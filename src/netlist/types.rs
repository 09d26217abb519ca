//! Core handle and state types for the netlist graph.

use std::fmt;

use serde::{Deserialize, Serialize};

/// Handle of a device in the netlist arena.
#[derive(Debug, Clone, Copy, PartialEq, Eq, Hash, PartialOrd, Ord)]
pub struct DeviceId(pub usize);

impl fmt::Display for DeviceId {
    fn fmt(&self, f: &mut fmt::Formatter<'_>) -> fmt::Result {
        write!(f, "D{}", self.0)
    }
}

/// Handle of a terminal in the netlist arena.
#[derive(Debug, Clone, Copy, PartialEq, Eq, Hash, PartialOrd, Ord)]
pub struct TermId(pub usize);

impl fmt::Display for TermId {
    fn fmt(&self, f: &mut fmt::Formatter<'_>) -> fmt::Result {
        write!(f, "T{}", self.0)
    }
}

/// Handle of a net in the netlist arena.
#[derive(Debug, Clone, Copy, PartialEq, Eq, Hash, PartialOrd, Ord)]
pub struct NetId(pub usize);

impl fmt::Display for NetId {
    fn fmt(&self, f: &mut fmt::Formatter<'_>) -> fmt::Result {
        write!(f, "N{}", self.0)
    }
}

/// Handle of a parameter in the netlist arena.
#[derive(Debug, Clone, Copy, PartialEq, Eq, Hash, PartialOrd, Ord)]
pub struct ParamId(pub usize);

/// Signal domain of a net or terminal.
#[derive(Debug, Clone, Copy, PartialEq, Eq, Hash)]
pub enum Domain {
    Logic,
    Analog,
}

/// Kind of a terminal.
#[derive(Debug, Clone, Copy, PartialEq, Eq, Hash)]
pub enum TermKind {
    /// Digital or analog input
    Input(Domain),
    /// Digital or analog output, owns its own rail net
    Output(Domain),
    /// Analog bidirectional terminal, paired with an opposite terminal
    Terminal,
}

impl TermKind {
    pub fn is_input(self) -> bool {
        matches!(self, TermKind::Input(_))
    }

    pub fn is_output(self) -> bool {
        matches!(self, TermKind::Output(_))
    }

    pub fn is_terminal(self) -> bool {
        matches!(self, TermKind::Terminal)
    }

    pub fn domain(self) -> Domain {
        match self {
            TermKind::Input(d) | TermKind::Output(d) => d,
            TermKind::Terminal => Domain::Analog,
        }
    }

    pub fn is_logic(self) -> bool {
        self.domain() == Domain::Logic
    }

    pub fn is_analog(self) -> bool {
        self.domain() == Domain::Analog
    }

    /// Human readable kind, used in diagnostics.
    pub fn describe(self) -> &'static str {
        match self {
            TermKind::Input(Domain::Logic) => "logic input",
            TermKind::Input(Domain::Analog) => "analog input",
            TermKind::Output(Domain::Logic) => "logic output",
            TermKind::Output(Domain::Analog) => "analog output",
            TermKind::Terminal => "terminal",
        }
    }
}

/// Terminal activity state.
///
/// Inputs register interest in high-to-low (`INP_HL`), low-to-high
/// (`INP_LH`) or any (`INP_ACTIVE`) transition. A net update builds a mask
/// from the transition it is delivering and only calls devices whose
/// terminal state intersects that mask.
pub mod state {
    pub const INP_HL_SHIFT: u32 = 0;
    pub const INP_LH_SHIFT: u32 = 1;
    pub const INP_ACTIVE_SHIFT: u32 = 2;

    pub const INP_PASSIVE: u16 = 0;
    pub const INP_HL: u16 = 1 << INP_HL_SHIFT;
    pub const INP_LH: u16 = 1 << INP_LH_SHIFT;
    pub const INP_ACTIVE: u16 = 1 << INP_ACTIVE_SHIFT;
    pub const OUT: u16 = 128;
    pub const BIDIR: u16 = 256;
}

/// Queue status of a net.
#[derive(Debug, Clone, Copy, PartialEq, Eq, Hash, Default, Serialize, Deserialize)]
pub enum QueueStatus {
    /// No pending update
    #[default]
    Delivered,
    /// An entry is in the event queue
    Queued,
    /// A new value was written while nobody listened
    DelayedDueToInactive,
}

#[cfg(test)]
mod tests {
    use super::*;

    #[test]
    fn test_term_kind_domain() {
        assert!(TermKind::Terminal.is_analog());
        assert!(TermKind::Input(Domain::Logic).is_logic());
        assert!(TermKind::Output(Domain::Analog).is_output());
        assert_eq!(TermKind::Input(Domain::Analog).describe(), "analog input");
    }

    #[test]
    fn test_state_masks_disjoint() {
        assert_eq!(state::INP_HL & state::INP_LH, 0);
        assert_eq!(state::INP_ACTIVE & (state::INP_HL | state::INP_LH), 0);
        assert_eq!(state::OUT & state::INP_ACTIVE, 0);
    }
}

# # # #

TASK BRIEF - All lines above from the one holding "Terminal activity state." to the one holding "pub const INP_LH_SHIFT: u32 = 1;", inclusive, are to be copied exactly; no other line is wanted.

WRITTEN REPLY -
/// Terminal activity state.
///
/// Inputs register interest in high-to-low (`INP_HL`), low-to-high
/// (`INP_LH`) or any (`INP_ACTIVE`) transition. A net update builds a mask
/// from the transition it is delivering and only calls devices whose
/// terminal state intersects that mask.
pub mod state {
    pub const INP_HL_SHIFT: u32 = 0;
    pub const INP_LH_SHIFT: u32 = 1;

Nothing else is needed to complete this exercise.